Kategorie Innovation & Technologie - 24. Juli 2015
Die Wärme in den Winter mitnehmen
Die Zahl der Sonnenstunden liegt heuer deutlich über dem Durchschnitt. Die Zentralanstalt für Meteorologie und Geodynamik, kurz ZAMG, verzeichnete im Juni österreichweit ein Plus von 15 Prozent. Der sonnigste Ort war die niederösterreichische Gemeinde Hohenau an der March: Hier schien die Sonne 313 Stunden lang. Bei diesem Sommerwetter arbeiten Fotovoltaik- und Solarthermieanlagen auf Hochtouren. Wissenschaftler des Austria Solar Innovation Center (ASiC) in Wels entwickeln Langzeitspeicher, mit denen sich die thermische Energie aus den heißen Monaten in den Winter „mitnehmen“ lässt.
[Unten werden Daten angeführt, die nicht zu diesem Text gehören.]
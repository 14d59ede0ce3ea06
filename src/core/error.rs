//! Error handling - one taxonomy for every engine operation

use thiserror::Error;

use crate::core::types::{AccountId, Amount, ListingId, OptionId, Timestamp};

pub type Result<T> = std::result::Result<T, Error>;

/// Broad classes of failure.
#[derive(Debug, Clone, Copy, PartialEq, Eq)]
pub enum ErrorKind {
    /// Bad input, rejected before anything is touched
    Validation,
    /// Caller lacks the right to act, or the entity does not exist
    Authorization,
    /// The entity's current state forbids the transition
    StateConflict,
    /// Propagated from the escrow / token layer
    Funds,
    /// Configuration loading
    Config,
}

/// Exproduce error hierarchy
#[derive(Debug, Clone, PartialEq, Eq, Error)]
pub enum Error {
    // ─────────────────────────────────────────────────────────────
    // Validation
    // ─────────────────────────────────────────────────────────────
    #[error("amount must be greater than zero")]
    InvalidAmount,

    #[error("expiry {expiry} is not after current time {now}")]
    InvalidExpiry { expiry: Timestamp, now: Timestamp },

    #[error("quantity must be greater than zero")]
    InvalidQuantity,

    #[error("strike price must be greater than zero")]
    InvalidStrikePrice,

    #[error("{0} cannot deal with itself")]
    SelfDealing(AccountId),

    // ─────────────────────────────────────────────────────────────
    // Authorization
    // ─────────────────────────────────────────────────────────────
    #[error("{caller} is not the holder of option {option_id}")]
    NotHolder { caller: AccountId, option_id: OptionId },

    #[error("{caller} is not the issuer of option {option_id}")]
    NotIssuer { caller: AccountId, option_id: OptionId },

    #[error("{caller} is not the seller of listing {listing_id}")]
    NotSeller { caller: AccountId, listing_id: ListingId },

    #[error("{caller} is not authorized to {action}")]
    Unauthorized { caller: AccountId, action: &'static str },

    #[error("{0} not found")]
    NotFound(String),

    // ─────────────────────────────────────────────────────────────
    // State conflicts
    // ─────────────────────────────────────────────────────────────
    #[error("option {0} is already resolved")]
    AlreadyResolved(OptionId),

    #[error("option {option_id} expired at {expiry} (now {now})")]
    OptionExpired { option_id: OptionId, expiry: Timestamp, now: Timestamp },

    #[error("listing {0} refers to an option that can no longer be traded")]
    StaleListing(ListingId),

    #[error("listing {0} is no longer active")]
    ListingInactive(ListingId),

    #[error("option {option_id} already has active listing {listing_id}")]
    DuplicateActiveListing { option_id: OptionId, listing_id: ListingId },

    #[error("option {0} has changed hands and has not expired yet")]
    OptionStillTradedAndLive(OptionId),

    // ─────────────────────────────────────────────────────────────
    // Funds
    // ─────────────────────────────────────────────────────────────
    #[error("insufficient funds for {account}: available {available}, required {required}")]
    InsufficientFunds { account: AccountId, available: Amount, required: Amount },

    #[error("custody holds {available}, cannot pay out {required}")]
    InsufficientCustody { available: Amount, required: Amount },

    #[error("amount overflow")]
    AmountOverflow,

    // ─────────────────────────────────────────────────────────────
    // Configuration
    // ─────────────────────────────────────────────────────────────
    #[error("configuration error: {0}")]
    Config(String),
}

impl Error {
    pub fn kind(&self) -> ErrorKind {
        match self {
            Error::InvalidAmount
            | Error::InvalidExpiry { .. }
            | Error::InvalidQuantity
            | Error::InvalidStrikePrice
            | Error::SelfDealing(_) => ErrorKind::Validation,

            Error::NotHolder { .. }
            | Error::NotIssuer { .. }
            | Error::NotSeller { .. }
            | Error::Unauthorized { .. }
            | Error::NotFound(_) => ErrorKind::Authorization,

            Error::AlreadyResolved(_)
            | Error::OptionExpired { .. }
            | Error::StaleListing(_)
            | Error::ListingInactive(_)
            | Error::DuplicateActiveListing { .. }
            | Error::OptionStillTradedAndLive(_) => ErrorKind::StateConflict,

            Error::InsufficientFunds { .. }
            | Error::InsufficientCustody { .. }
            | Error::AmountOverflow => ErrorKind::Funds,

            Error::Config(_) => ErrorKind::Config,
        }
    }

    /// Invariant breaches. The operation is aborted; these never occur in a
    /// correctly accounted system.
    pub fn is_fatal(&self) -> bool {
        matches!(self, Error::InsufficientCustody { .. } | Error::AmountOverflow)
    }
}
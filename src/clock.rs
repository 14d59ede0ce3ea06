//! Clock implementations

use std::sync::atomic::{AtomicI64, Ordering};

use chrono::Utc;

use crate::core::{Clock, Timestamp};

/// Wall clock. Never reports a time earlier than one it already returned.
#[derive(Default)]
pub struct SystemClock {
    last: AtomicI64,
}

impl SystemClock {
    pub fn new() -> Self {
        Self::default()
    }
}

impl Clock for SystemClock {
    fn now(&self) -> Timestamp {
        let wall = Utc::now().timestamp();
        let prev = self.last.fetch_max(wall, Ordering::AcqRel);
        prev.max(wall)
    }
}

/// Manually driven clock for tests and simulations
#[derive(Debug)]
pub struct ManualClock {
    now: AtomicI64,
}

impl ManualClock {
    pub fn new(start: Timestamp) -> Self {
        Self {
            now: AtomicI64::new(start),
        }
    }

    /// Move to `t`. Earlier times are ignored.
    pub fn set(&self, t: Timestamp) {
        self.now.fetch_max(t, Ordering::AcqRel);
    }

    pub fn advance(&self, secs: i64) {
        if secs > 0 {
            self.now.fetch_add(secs, Ordering::AcqRel);
        }
    }
}

impl Clock for ManualClock {
    fn now(&self) -> Timestamp {
        self.now.load(Ordering::Acquire)
    }
}
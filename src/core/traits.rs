//! Core traits - the seams to external collaborators

use crate::core::{Result, types::*};
use crate::events::Event;

/// Funds-transfer collaborator: a fungible token with balances and allowances.
///
/// Implementations must apply each call atomically: a failed transfer
/// leaves every balance and allowance untouched.
pub trait TokenLedger: Send + Sync {
    /// Token symbol (e.g. "USDC")
    fn symbol(&self) -> &str;

    /// Current balance of an account
    fn balance_of(&self, account: &AccountId) -> Amount;

    /// Amount `spender` may still pull from `owner`
    fn allowance(&self, owner: &AccountId, spender: &AccountId) -> Amount;

    /// Pull `amount` from `from` into `to`, consuming `spender`'s allowance
    fn transfer_from(
        &self,
        spender: &AccountId,
        from: &AccountId,
        to: &AccountId,
        amount: Amount,
    ) -> Result<()>;

    /// Push `amount` from `from` to `to`; `from` is the caller
    fn transfer(&self, from: &AccountId, to: &AccountId, amount: Amount) -> Result<()>;

    /// Add `amount` to what `spender` may pull from `owner`
    fn increase_allowance(&self, owner: &AccountId, spender: &AccountId, amount: Amount)
    -> Result<()>;
}

/// Clock collaborator. Must never go backwards.
pub trait Clock: Send + Sync {
    fn now(&self) -> Timestamp;
}

/// Event/notification surface consumed by indexers and UIs
pub trait EventSink: Send + Sync {
    fn emit(&self, event: Event);
}
//! 音乐卡片构造
//!
//! 卡片由两部分拼成：本地生成的跳转链接，以及外部签名服务返回的
//! JSON Ark 数据。签名失败不是致命错误，调用方降级为普通消息。

mod jump;
mod signer;

pub use jump::{build_jump_url, catalog_url};
pub use signer::CardSigner;
//! 插件生命周期与入口

use crate::card::CardSigner;
use crate::config::PluginConfig;
use crate::deliver::{self, DeliveryReport};
use crate::error::DeliveryError;
use crate::netease::{NeteaseApi, NeteaseApiConfig};
use crate::onebot::AgentHost;
use std::time::Duration;

/// 网易云点歌插件
///
/// 宿主装载插件时构造，卸载时调用 [`MusicPlugin::shutdown`]。
/// 网络客户端句柄都挂在实例上，惰性创建、跨调用复用，没有全局状态；
/// 多次点歌可以共享同一个实例并发执行。
#[derive(Debug)]
pub struct MusicPlugin {
    cfg: PluginConfig,
    api: NeteaseApi,
    signer: CardSigner,
}

impl MusicPlugin {
    /// 初始化插件
    pub fn new(cfg: PluginConfig) -> Self {
        tracing::info!(api_base = %cfg.api_base, "网易云点歌插件初始化完成");
        let api = NeteaseApi::new(NeteaseApiConfig {
            base_url: cfg.api_base.clone(),
            timeout: Duration::from_secs(cfg.http_timeout_secs),
        });
        let signer = CardSigner::new(
            cfg.card_sign_api.clone(),
            Duration::from_secs(cfg.card_timeout_secs),
        );
        Self { cfg, api, signer }
    }

    pub fn config(&self) -> &PluginConfig {
        &self.cfg
    }

    /// 音乐 API 客户端，供调试工具直接调用
    pub fn api(&self) -> &NeteaseApi {
        &self.api
    }

    /// 搜索歌曲并发送到会话，返回面向用户的回执文案
    ///
    /// 不向外抛错：任何失败都转成提示语，例如
    /// `点歌失败: 未找到歌曲: xxx`。
    pub async fn send_music<H: AgentHost>(
        &self,
        host: &H,
        chat_key: &str,
        keyword: &str,
    ) -> String {
        match self.try_send_music(host, chat_key, keyword).await {
            Ok(report) => report.render(),
            Err(e) => {
                tracing::error!(chat_key, keyword, err = %e, "点歌失败");
                deliver::render_failure(&e)
            }
        }
    }

    /// 同 [`MusicPlugin::send_music`]，但返回结构化结果
    pub async fn try_send_music<H: AgentHost>(
        &self,
        host: &H,
        chat_key: &str,
        keyword: &str,
    ) -> Result<DeliveryReport, DeliveryError> {
        deliver::run(&self.api, &self.signer, &self.cfg, host, chat_key, keyword).await
    }

    /// 卸载插件，释放网络句柄
    pub fn shutdown(mut self) {
        tracing::info!("网易云点歌插件正在清理");
        self.api.close();
        tracing::info!("网易云点歌插件清理完成");
    }
}

#[cfg(test)]
mod tests {
    use super::*;

    #[test]
    fn test_lifecycle_does_not_touch_network() {
        // 构造与销毁都不应发起请求（客户端是惰性的）
        let plugin = MusicPlugin::new(PluginConfig::default());
        assert_eq!(plugin.config().api_base, "https://api.kxzjoker.cn");
        plugin.shutdown();
    }
}
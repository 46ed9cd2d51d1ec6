use serde::Deserialize;

// 聚合接口的不同部署版本会把歌曲数组放在 result.songs / data / songs
// 之一，歌手和专辑也有字符串与对象数组两种形状，这里全部兼容。

#[derive(Debug, Deserialize)]
pub struct SearchResp {
    pub code: Option<i64>,
    pub msg: Option<String>,
    pub result: Option<SearchResult>,
    #[serde(default)]
    pub data: Vec<SearchSong>,
    #[serde(default)]
    pub songs: Vec<SearchSong>,
}

#[derive(Debug, Deserialize)]
pub struct SearchResult {
    #[serde(default)]
    pub songs: Vec<SearchSong>,
}

#[derive(Debug, Deserialize)]
pub struct SearchSong {
    pub id: i64,
    pub name: Option<String>,
    pub artists: Option<ArtistsField>,
    #[serde(default)]
    pub ar: Vec<ArtistInfo>,
    pub album: Option<AlbumField>,
    pub al: Option<AlbumInfo>,
    pub duration: Option<i64>,
    pub dt: Option<i64>,
}

#[derive(Debug, Deserialize)]
#[serde(untagged)]
pub enum ArtistsField {
    Joined(String),
    Many(Vec<ArtistInfo>),
}

#[derive(Debug, Deserialize)]
pub struct ArtistInfo {
    #[serde(default)]
    pub name: String,
}

#[derive(Debug, Deserialize)]
#[serde(untagged)]
pub enum AlbumField {
    Name(String),
    Object(AlbumInfo),
}

#[derive(Debug, Deserialize)]
pub struct AlbumInfo {
    #[serde(default)]
    pub name: String,
}

#[derive(Debug, Deserialize)]
pub struct SongInfoResp {
    pub status: Option<i64>,
    pub msg: Option<String>,
    pub error: Option<String>,
    pub name: Option<String>,
    pub ar_name: Option<String>,
    pub al_name: Option<String>,
    pub url: Option<String>,
    pub pic: Option<String>,
    pub level: Option<String>,
    pub size: Option<String>,
    pub lyric: Option<String>,
}
//! OneBot v11 消息模型与宿主边界
//!
//! 插件自身不持有 Bot 连接。宿主实现 [`AgentHost`] 与 [`OneBotApi`]
//! 注入发送能力，插件只负责构造消息段。消息段按 OneBot v11 数组
//! 格式序列化，即 `{"type": "...", "data": {...}}`。

use serde::Serialize;
use std::fmt;

/// 宿主侧发送失败的统一包装
#[derive(Debug, Clone, PartialEq, Eq, thiserror::Error)]
#[error("{0}")]
pub struct BotError(String);

impl BotError {
    pub fn new(message: impl Into<String>) -> Self {
        Self(message.into())
    }
}

/// OneBot v11 消息段
#[derive(Debug, Clone, PartialEq, Serialize)]
#[serde(tag = "type", content = "data", rename_all = "snake_case")]
pub enum MessageSegment {
    /// 纯文本
    Text { text: String },
    /// 图片，URL 或 base64
    Image { file: String },
    /// 语音
    Record { file: String },
    /// JSON 卡片（已签名的 Ark 数据）
    Json { data: String },
}

impl MessageSegment {
    pub fn text(text: impl Into<String>) -> Self {
        Self::Text { text: text.into() }
    }

    pub fn image(file: impl Into<String>) -> Self {
        Self::Image { file: file.into() }
    }

    pub fn record(file: impl Into<String>) -> Self {
        Self::Record { file: file.into() }
    }

    pub fn json(data: impl Into<String>) -> Self {
        Self::Json { data: data.into() }
    }

    /// 段类型名，日志用
    pub fn kind(&self) -> &'static str {
        match self {
            MessageSegment::Text { .. } => "text",
            MessageSegment::Image { .. } => "image",
            MessageSegment::Record { .. } => "record",
            MessageSegment::Json { .. } => "json",
        }
    }
}

/// OneBot v11 消息，消息段数组
#[derive(Debug, Clone, Default, PartialEq, Serialize)]
#[serde(transparent)]
pub struct Message(Vec<MessageSegment>);

impl Message {
    pub fn new() -> Self {
        Self::default()
    }

    /// 单段纯文本消息
    pub fn text(text: impl Into<String>) -> Self {
        MessageSegment::text(text).into()
    }

    pub fn push(&mut self, segment: MessageSegment) {
        self.0.push(segment);
    }

    pub fn segments(&self) -> &[MessageSegment] {
        &self.0
    }
}

impl From<MessageSegment> for Message {
    fn from(segment: MessageSegment) -> Self {
        Self(vec![segment])
    }
}

impl fmt::Display for Message {
    fn fmt(&self, f: &mut fmt::Formatter<'_>) -> fmt::Result {
        for (i, segment) in self.0.iter().enumerate() {
            if i > 0 {
                f.write_str(" ")?;
            }
            match segment {
                MessageSegment::Text { text } => write!(f, "[text]{text}")?,
                MessageSegment::Image { file } => write!(f, "[image]{file}")?,
                MessageSegment::Record { file } => write!(f, "[record]{file}")?,
                MessageSegment::Json { data } => write!(f, "[json]({} 字节)", data.len())?,
            }
        }
        Ok(())
    }
}

/// 宿主注入的 OneBot v11 发送能力
///
/// 实现方通常是对 Bot 连接的薄包装，把各自的错误类型收敛成
/// [`BotError`]。方法返回宿主侧的消息 ID。
pub trait OneBotApi {
    fn send_private_msg(
        &self,
        user_id: i64,
        message: &Message,
    ) -> impl Future<Output = Result<i64, BotError>> + Send;

    fn send_group_msg(
        &self,
        group_id: i64,
        message: &Message,
    ) -> impl Future<Output = Result<i64, BotError>> + Send;
}

/// 插件运行的宿主环境
pub trait AgentHost {
    type Bot: OneBotApi;

    /// 取得 OneBot v11 Bot 实例，宿主暂时没有可用连接时返回 None
    fn onebot_v11(&self) -> impl Future<Output = Option<&Self::Bot>> + Send;
}
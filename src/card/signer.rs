use crate::domain::model::SongInfo;
use once_cell::sync::OnceCell;
use serde::Deserialize;
use std::time::Duration;

// 签名接口的业务成功码
const SIGN_OK: i64 = 1;

#[derive(Debug, thiserror::Error)]
enum SignError {
    #[error("HTTP 请求失败: {0}")]
    Http(#[from] reqwest::Error),
    #[error("响应解析失败: {0}")]
    Json(#[from] serde_json::Error),
    #[error("签名接口拒绝: code={code}, msg={msg}")]
    Rejected { code: i64, msg: String },
    #[error("签名接口未返回卡片数据")]
    EmptyPayload,
}

#[derive(Debug, Deserialize)]
struct SignResp {
    #[serde(default)]
    code: i64,
    message: Option<String>,
}

/// 卡片签名服务客户端
///
/// 成功时返回可直接作为 json 消息段发送的 Ark 数据；任何失败只
/// 记录日志并返回 None，点歌流程据此降级，绝不因签名问题中断。
#[derive(Debug)]
pub struct CardSigner {
    endpoint: String,
    timeout: Duration,
    http: OnceCell<reqwest::Client>,
}

impl CardSigner {
    pub fn new(endpoint: impl Into<String>, timeout: Duration) -> Self {
        Self {
            endpoint: endpoint.into(),
            timeout,
            http: OnceCell::new(),
        }
    }

    fn http(&self) -> Result<&reqwest::Client, reqwest::Error> {
        self.http
            .get_or_try_init(|| reqwest::Client::builder().timeout(self.timeout).build())
    }

    /// 请求签名后的音乐卡片数据
    pub async fn signed_card(&self, song: &SongInfo, jump_url: &str) -> Option<String> {
        match self.request_card(song, jump_url).await {
            Ok(payload) => Some(payload),
            Err(e) => {
                tracing::warn!(song_id = song.id, err = %e, "获取音乐卡片数据失败");
                None
            }
        }
    }

    async fn request_card(&self, song: &SongInfo, jump_url: &str) -> Result<String, SignError> {
        let form = [
            ("url", song.url.as_str()),
            ("jump", jump_url),
            ("song", song.name.as_str()),
            ("singer", song.artist.as_str()),
            ("cover", song.cover.as_str()),
            ("format", "163"),
        ];
        let resp = self
            .http()?
            .post(&self.endpoint)
            .form(&form)
            .send()
            .await?
            .error_for_status()?;
        let bytes = resp.bytes().await?;
        let body: SignResp = serde_json::from_slice(&bytes)?;

        let payload = body.message.unwrap_or_default();
        if body.code != SIGN_OK {
            return Err(SignError::Rejected {
                code: body.code,
                msg: payload,
            });
        }
        if payload.is_empty() {
            return Err(SignError::EmptyPayload);
        }
        Ok(payload)
    }
}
Gelingen soll das mit sogenannten Sorptionsspeichern, die mit chemischen Reaktionen funktionieren. Bisher nutzt man hier vor allem Wasser. „Das ist ein exzellentes Wärmespeichermedium“, sagt auch ASiC-Geschäftsführer Gerald Steinmaurer. Der Nachteil ist aber, dass die Wärme mit der Zeit wieder verloren geht. Die Forscher des Unternehmens, das Mitglied im Forschungsnetzwerk Austrian Cooperative Research (ACR) ist, suchen daher nach Alternativen. Mit neuen Speichermaterialien soll es gelingen, die Energie in hoher Dichte und ohne Verluste zu speichern.
Hitze, wenn es feucht wird
Dabei greifen sie auf ein Prinzip zurück, das man etwa aus neuen Taschen kennt: Kleine Beutel mit Silikagel saugen Feuchtigkeit auf und schützen so das Produkt. Dieselben Stoffe lassen sich auch für Sorptionsspeicher nutzen: Nicht nur Silikate, auch Salze oder Zeolithe, das sind kristalline Aluminosilikate, saugen Wasser auf. „Trocknet man das Material, lässt es sich gut lagern. Wird es befeuchtet, bekommt es bis zu 80 Grad Celsius“, sagt Steinmaurer. So kann man zu einem beliebigen Zeitpunkt auf die gespeicherte Wärme zurückgreifen.
Am ASiC entwickelt man Pellets aus unterschiedlichen Materialien und testet diese in einer drehbaren Wärmetrommel. Weil deren Speicherladezustand nicht direkt über die Temperatur gemessen werden kann, werden auch neue Sensortechnologien entwickelt. Die Trocknung erfolgt durch sogenannte duale Desorption, bei der Energie sowohl aus Solarthermie als auch aus Fotovoltaik genutzt wird. Die Technologie arbeitet also mit Wärmeübertragung und Bestrahlung der Speichermaterialien. Am Ende müssen die neuen Speichertechnologien vor allem eines sein: günstig. Die Herstellungskosten dürfen nicht über den Energiekosten liegen, die sich sparen lassen.
Auch Elektroautos heizen
Nicht nur Häuser könnten sich so künftig mit Energie aus dem Sommer heizen lassen, sondern etwa auch Elektroautos. „Bei zehn Grad minus muss man dann die elektrische Batterie nicht mehr mit dem Heizen belasten“, sagt Steinmaurer. Aber auch in Autos mit Verbrennungskraftmotor könne es nützlich sein, Temperatur aus der letzten Fahrt für das nächste Starten mitzunehmen: Ein vorgewärmter Motor erzeugt auch weniger Emissionen.